Exercise instructions
In the material below, which lines hold the word "AppResult"? Pick each one out.

Material to process
//! Common utilities and shared types for the reactions service.
//!
//! This crate provides foundational components used across all reactions crates:
//!
//! - **Configuration**: Application settings via [`Config`]
//! - **Error handling**: Unified error types via [`AppError`] and [`AppResult`]
//! - **Nonces**: Action-scoped request tokens via [`NonceSigner`]
//!
//! # Example
//!
//! ```no_run
//! use reactions_common::{AppResult, Config, NonceAction, NonceSigner};
//!
//! fn example() -> AppResult<()> {
//!     let config = Config::load()?;
//!     let signer = NonceSigner::from_config(&config.security);
//!     let nonce = signer.create(NonceAction::Fetch, 0);
//!     assert!(signer.verify(&nonce, NonceAction::Fetch, 0));
//!     Ok(())
//! }
//! ```

pub mod config;
pub mod error;
pub mod nonce;

pub use config::Config;
pub use error::{AppError, AppResult};
pub use nonce::{NonceAction, NonceSigner};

Exercise solution
//! - **Error handling**: Unified error types via [`AppError`] and [`AppResult`]
//! use reactions_common::{AppResult, Config, NonceAction, NonceSigner};
//! fn example() -> AppResult<()> {
pub use error::{AppError, AppResult};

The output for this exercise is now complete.